しかしながら、大手SIerがパートナーに期待する業務範囲には一定の制約があり、NCC社員が上流・超上流と呼ばれる工程業務に携わる機会にあまり恵まれず、これを打破して、僅かでもプライムの比率を上げていかなければ、製造作業中心では東南アジアの海外発注勢力の後塵を拝することとなります。このため、iCDを活用して社員のスキルマップを可視化し、社員の保有スキルを正確に補足してキャリアアップのためのスムーズなローテーションを実現することが必要であると考えました。
導入の決め手
社員のスキルマップやスキルの評価基準を可視化することで「会社が求める人材像(ロールモデル)を社員に示す」ことや、社員のキャリアパスを確立することにより、「なりたい自分になるための道標となる」こと、さらに、社員のキャリアパス確立の自己啓発を支援し、弊社が目指す「メンタリング」とよばれる自律的キャリア形成推進のツールとして、iCDを活用することが最も適しているため導入を決定しました。
導入までの具体的な内容
iCDで定義するロールモデルは、会社から「こういう人材を求めている」という社員に対する強烈なメッセージとなるため、この部分がぶれないように気をつけました。企業目標達成のために、どのような人材が必要かを見極めることは、企業、および社員にとって非常に重要なことであり、要求分析によって明らかになった指針を反映し、具体的で現実感があり、かつ社員が将来に夢や希望を持てるものにするという考えで9種類のロールモデルを策定しました。
このなかで代表的なロールモデルのひとつがクルーとなります。クルーは「自分の仕事の対価として給料をもらった時点から、入社年数に関わらず全員がプロフェッショナルであるべき」という考え方で設けた役割であり、NCCという船に乗り込んだクルーとして、指示されたことに対して完遂する責任感を持ち、社会人としての基本を養ってもらうことを期待して用意したもので、担当業務や職種、役割に関わらず必ず通過する共通ロールモデルとして設定しました。

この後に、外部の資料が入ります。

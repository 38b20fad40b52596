//! Codestream syntax, container detection and malformed input handling.

use jpegexp_j2k::jpeg2000::parser::parse;
use jpegexp_j2k::{
    FrameInfo, J2kDecoder, J2kEncoder, J2kError, decode, encode, is_jp2_file, is_jpeg2000_codestream,
};

fn sample_codestream() -> (Vec<u8>, Vec<u8>) {
    let mut rng = fastrand::Rng::with_seed(42);
    let pixels: Vec<u8> = (0..24 * 16 * 3).map(|_| rng.u8(..)).collect();
    let info = FrameInfo {
        width: 24,
        height: 16,
        bits_per_sample: 8,
        component_count: 3,
    };
    let mut encoder = J2kEncoder::new();
    encoder.set_decomposition_levels(2);
    encoder.set_layer_count(2);
    (encoder.encode(&pixels, &info).unwrap(), pixels)
}

fn jp2_box(box_type: &[u8; 4], payload: &[u8]) -> Vec<u8> {
    let mut out = ((payload.len() + 8) as u32).to_be_bytes().to_vec();
    out.extend_from_slice(box_type);
    out.extend_from_slice(payload);
    out
}

/// Byte offset just past the SIZ marker segment.
fn end_of_siz(codestream: &[u8]) -> usize {
    4 + u16::from_be_bytes([codestream[4], codestream[5]]) as usize
}

#[test]
fn test_marker_layout() {
    let (codestream, _) = sample_codestream();
    assert!(is_jpeg2000_codestream(&codestream));
    assert!(!is_jp2_file(&codestream));
    assert_eq!(&codestream[..4], &[0xFF, 0x4F, 0xFF, 0x51]);
    assert_eq!(&codestream[end_of_siz(&codestream)..][..2], &[0xFF, 0x52]);
    assert_eq!(&codestream[codestream.len() - 2..], &[0xFF, 0xD9]);

    let parsed = parse(&codestream).unwrap();
    assert_eq!(parsed.frame.width, 24);
    assert_eq!(parsed.frame.component_count(), 3);
    assert_eq!(parsed.coding.layer_count, 2);
    assert_eq!(parsed.tiles.len(), 1);
    assert_eq!(parsed.tiles[0].tile_parts, 1);
}

#[test]
fn test_jp2_container_decodes() {
    let (codestream, pixels) = sample_codestream();
    let mut file = jp2_box(b"jP  ", &[0x0D, 0x0A, 0x87, 0x0A]);
    file.extend(jp2_box(b"ftyp", b"jp2 \0\0\0\0jp2 "));
    file.extend(jp2_box(b"jp2h", &[0; 22]));
    file.extend(jp2_box(b"jp2c", &codestream));

    assert!(is_jp2_file(&file));
    assert!(!is_jpeg2000_codestream(&file));
    let image = decode(&file).unwrap();
    assert_eq!(image.pixels, pixels);
}

#[test]
fn test_jp2_without_codestream() {
    let mut file = jp2_box(b"jP  ", &[0x0D, 0x0A, 0x87, 0x0A]);
    file.extend(jp2_box(b"ftyp", b"jp2 \0\0\0\0jp2 "));
    assert_eq!(decode(&file), Err(J2kError::StartOfCodestreamNotFound));
}

#[test]
fn test_missing_soc() {
    assert_eq!(decode(b"not a codestream"), Err(J2kError::StartOfCodestreamNotFound));
    assert_eq!(decode(&[]), Err(J2kError::StartOfCodestreamNotFound));
}

#[test]
fn test_unsupported_marker_is_rejected() {
    let (codestream, _) = sample_codestream();
    let at = end_of_siz(&codestream);
    for marker in [0x53u8, 0x5D, 0x5E, 0x5F] {
        let mut patched = codestream[..at].to_vec();
        patched.extend_from_slice(&[0xFF, marker, 0x00, 0x04, 0x00, 0x00]);
        patched.extend_from_slice(&codestream[at..]);
        assert_eq!(
            decode(&patched),
            Err(J2kError::UnsupportedMarker { marker, offset: at })
        );
    }
}

#[test]
fn test_skipped_marker_is_ignored() {
    let (codestream, pixels) = sample_codestream();
    let at = end_of_siz(&codestream);
    // CRG with one (Xcrg, Ycrg) pair per component.
    let mut patched = codestream[..at].to_vec();
    patched.extend_from_slice(&[0xFF, 0x63, 0x00, 14]);
    patched.extend_from_slice(&[0; 12]);
    patched.extend_from_slice(&codestream[at..]);
    assert_eq!(decode(&patched).unwrap().pixels, pixels);
}

#[test]
fn test_oversized_siz_is_rejected() {
    let pixels = vec![0x40u8; 64];
    let codestream = encode(&pixels, 8, 8, 90, false, 1).unwrap();
    // Xsiz, Ysiz, XTsiz and YTsiz of a single-tile image.
    for fields in [&[8usize, 12, 24, 28][..], &[8, 12]] {
        let mut patched = codestream.clone();
        for &at in fields {
            patched[at..at + 4].copy_from_slice(&0xFFFF_FFF0u32.to_be_bytes());
        }
        assert_eq!(decode(&patched), Err(J2kError::InvalidGeometry));
    }
}

#[test]
fn test_truncated_input_never_panics() {
    let (codestream, _) = sample_codestream();
    for length in (0..codestream.len()).step_by(7) {
        let _ = decode(&codestream[..length]);
    }
    // Losing only EOC still decodes everything.
    let image = J2kDecoder::new().decode(&codestream[..codestream.len() - 2]).unwrap();
    assert_eq!(image.width, 24);
}

#[test]
fn test_corrupted_packet_data_never_panics() {
    let (codestream, _) = sample_codestream();
    let body = parse(&codestream).unwrap().tiles[0].offset;
    let mut rng = fastrand::Rng::with_seed(7);
    for _ in 0..20 {
        let mut corrupted = codestream.clone();
        let at = rng.usize(body..codestream.len() - 2);
        corrupted[at] = rng.u8(..0x90);
        let _ = decode(&corrupted);
    }
}
#[cfg(test)]
mod tests {
    use super::*;
    use crate::jpeg2000::parser::parse;

    fn gray(width: u32, height: u32) -> (Vec<u8>, FrameInfo) {
        let pixels = (0..width * height).map(|i| (i * 7 % 256) as u8).collect();
        let info = FrameInfo {
            width,
            height,
            bits_per_sample: 8,
            component_count: 1,
        };
        (pixels, info)
    }

    #[test]
    fn test_quality_is_clamped() {
        let mut encoder = J2kEncoder::new();
        encoder.set_quality(0);
        assert_eq!(encoder.quality(), 1);
        encoder.set_quality(250);
        assert_eq!(encoder.quality(), 100);
    }

    #[test]
    fn test_invalid_arguments() {
        let (pixels, info) = gray(8, 8);
        let encoder = J2kEncoder::new();

        let zero_width = FrameInfo { width: 0, ..info };
        assert_eq!(encoder.encode(&pixels, &zero_width), Err(J2kError::InvalidArgumentWidth));
        let deep = FrameInfo {
            bits_per_sample: 9,
            ..info
        };
        assert_eq!(encoder.encode(&pixels, &deep), Err(J2kError::InvalidArgumentBitsPerSample));
        let no_components = FrameInfo {
            component_count: 0,
            ..info
        };
        assert_eq!(
            encoder.encode(&pixels, &no_components),
            Err(J2kError::InvalidArgumentComponentCount)
        );
        assert_eq!(
            encoder.encode(&pixels[1..], &info),
            Err(J2kError::InvalidArgumentSampleBufferSize)
        );

        let mut levels = J2kEncoder::new();
        levels.set_decomposition_levels(33);
        assert_eq!(levels.encode(&pixels, &info), Err(J2kError::InvalidArgumentDecompositionLevels));

        let mut layers = J2kEncoder::new();
        layers.set_layer_count(0);
        assert_eq!(layers.encode(&pixels, &info), Err(J2kError::InvalidArgumentLayerCount));

        let mut blocks = J2kEncoder::new();
        blocks.set_codeblock_size(48, 64);
        assert_eq!(blocks.encode(&pixels, &info), Err(J2kError::InvalidArgumentCodeBlockSize));
        blocks.set_codeblock_size(128, 64);
        assert_eq!(blocks.encode(&pixels, &info), Err(J2kError::InvalidArgumentCodeBlockSize));

        let mut tiles = J2kEncoder::new();
        tiles.set_tile_size(0, 8);
        assert_eq!(tiles.encode(&pixels, &info), Err(J2kError::InvalidArgumentTileSize));
    }

    #[test]
    fn test_lossless_header() {
        let (pixels, info) = gray(24, 20);
        let mut encoder = J2kEncoder::new();
        encoder.set_decomposition_levels(2);
        encoder.set_comment(b"test");
        let codestream = parse(&encoder.encode(&pixels, &info).unwrap()).unwrap();

        assert_eq!(codestream.coding.wavelet, WaveletKind::Reversible53);
        assert!(!codestream.coding.use_mct);
        assert_eq!(codestream.quantization.style, QuantizationStyle::NoQuantization);
        assert_eq!(codestream.quantization.guard_bits, DEFAULT_GUARD_BITS);
        assert_eq!(codestream.quantization.steps.len(), 7);
        // Nominal exponents are precision plus the band gain.
        assert_eq!(codestream.quantization.steps[0].exponent, 8);
        assert!(codestream.quantization.steps[3].exponent >= 10);
        assert_eq!(codestream.comments, vec![b"test".to_vec()]);
        assert_eq!(codestream.tiles.len(), 1);
    }

    #[test]
    fn test_lossy_header_and_tiles() {
        let pixels: Vec<u8> = (0..40 * 30 * 3).map(|i| (i % 251) as u8).collect();
        let info = FrameInfo {
            width: 40,
            height: 30,
            bits_per_sample: 8,
            component_count: 3,
        };
        let mut encoder = J2kEncoder::new();
        encoder.set_lossy(true);
        encoder.set_quality(60);
        encoder.set_decomposition_levels(3);
        encoder.set_tile_size(16, 16);
        let codestream = parse(&encoder.encode(&pixels, &info).unwrap()).unwrap();

        assert_eq!(codestream.coding.wavelet, WaveletKind::Irreversible97);
        assert!(codestream.coding.use_mct);
        assert_eq!(codestream.quantization.style, QuantizationStyle::ScalarExpounded);
        assert_eq!(codestream.quantization.steps.len(), 10);
        // Arena order runs from the coarsest bands to the finest.
        let steps = &codestream.quantization.steps;
        for (coarse, fine) in [(1, 7), (2, 8), (3, 9), (1, 4), (4, 7)] {
            let rb = 8 + log2_gain(band_of(coarse));
            assert!(steps[coarse].to_step(rb) > steps[fine].to_step(rb), "band {coarse} vs {fine}");
        }
        assert!((DEFAULT_GUARD_BITS..=MAXIMUM_GUARD_BITS).contains(&codestream.quantization.guard_bits));
        assert_eq!(codestream.tiles.len(), 6);
        assert!(codestream.tiles.iter().all(|tile| !tile.data.is_empty()));
    }

    #[test]
    fn test_sop_markers_are_numbered() {
        let (pixels, info) = gray(16, 16);
        let mut encoder = J2kEncoder::new();
        encoder.set_decomposition_levels(1);
        encoder.set_layer_count(2);
        encoder.set_sop(true);
        let codestream = parse(&encoder.encode(&pixels, &info).unwrap()).unwrap();
        let data = &codestream.tiles[0].data;
        assert_eq!(&data[..6], &[0xFF, 0x91, 0x00, 0x04, 0x00, 0x00]);
        let count = data.windows(4).filter(|w| w[0] == 0xFF && w[1] == 0x91 && w[3] == 0x04).count();
        assert_eq!(count, 4);
    }
}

目標キャリアは、定義したロールモデルを使って代表的なキャリアパスを設定し、現業の既存キャリア(4種)+将来的に会社が目指す新規キャリア(4種)を設定しました。特に新規キャリアのキャリアパス定義は自社にノウハウがないため、iCDのタスク評価基準・役割判定基準に当る部分についてはコンサルタント会社の助言をいただきながら策定しました。
キャリアパスは、入社して2,3年目までは、人材モデルを分けることはせずに、一律クルーとして基礎的なスキルを身につけ、レベル3からは、担当業務や本人の持つ能力や資質などで、それぞれ上位レベルに繋がるパスを設定しています。これらを基にして各社員はキャリアプランを選択し、上司の助言や支援を受けながら成長目標を設定していきます。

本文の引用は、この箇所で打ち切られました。